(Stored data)
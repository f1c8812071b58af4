use std::hash::{BuildHasher, Hash, Hasher};

use serde::Serialize;

/// A fixed-size digest of a call's argument value.
///
/// Two argument values map to the same key iff their canonical serializations
/// are equal, i.e. they are deeply, order-independently (with respect to
/// object-field order) structurally equal. Collisions of the digest are an
/// accepted, undetected risk.
#[derive(Debug, Clone, Copy, PartialEq, Eq, Hash)]
pub(crate) struct CacheKey(u64);

impl CacheKey {
  /// Derives the key for an argument value.
  ///
  /// The value is serialized through `serde_json::Value`, whose object
  /// representation keeps fields sorted, so field declaration order never
  /// influences the key. Arrays keep their order. Returns `None` when the
  /// value cannot be serialized, which is a violation of the producer
  /// contract; the caller degrades to a direct pass-through call.
  pub(crate) fn derive<A, H>(hasher: &H, args: &A) -> Option<Self>
  where
    A: Serialize,
    H: BuildHasher,
  {
    let canonical = serde_json::to_value(args).ok()?.to_string();
    let mut state = hasher.build_hasher();
    canonical.hash(&mut state);
    Some(CacheKey(state.finish()))
  }
}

- [Work required]: Write out the records above again, keeping each one identical to the original.

- [Task response]:
repository f1c8812071b58af4
use std::hash::{BuildHasher, Hash, Hasher};

use serde::Serialize;

/// A fixed-size digest of a call's argument value.
///
/// Two argument values map to the same key iff their canonical serializations
/// are equal, i.e. they are deeply, order-independently (with respect to
/// object-field order) structurally equal. Collisions of the digest are an
/// accepted, undetected risk.
#[derive(Debug, Clone, Copy, PartialEq, Eq, Hash)]
pub(crate) struct CacheKey(u64);

impl CacheKey {
  /// Derives the key for an argument value.
  ///
  /// The value is serialized through `serde_json::Value`, whose object
  /// representation keeps fields sorted, so field declaration order never
  /// influences the key. Arrays keep their order. Returns `None` when the
  /// value cannot be serialized, which is a violation of the producer
  /// contract; the caller degrades to a direct pass-through call.
  pub(crate) fn derive<A, H>(hasher: &H, args: &A) -> Option<Self>
  where
    A: Serialize,
    H: BuildHasher,
  {
    let canonical = serde_json::to_value(args).ok()?.to_string();
    let mut state = hasher.build_hasher();
    canonical.hash(&mut state);
    Some(CacheKey(state.finish()))
  }
}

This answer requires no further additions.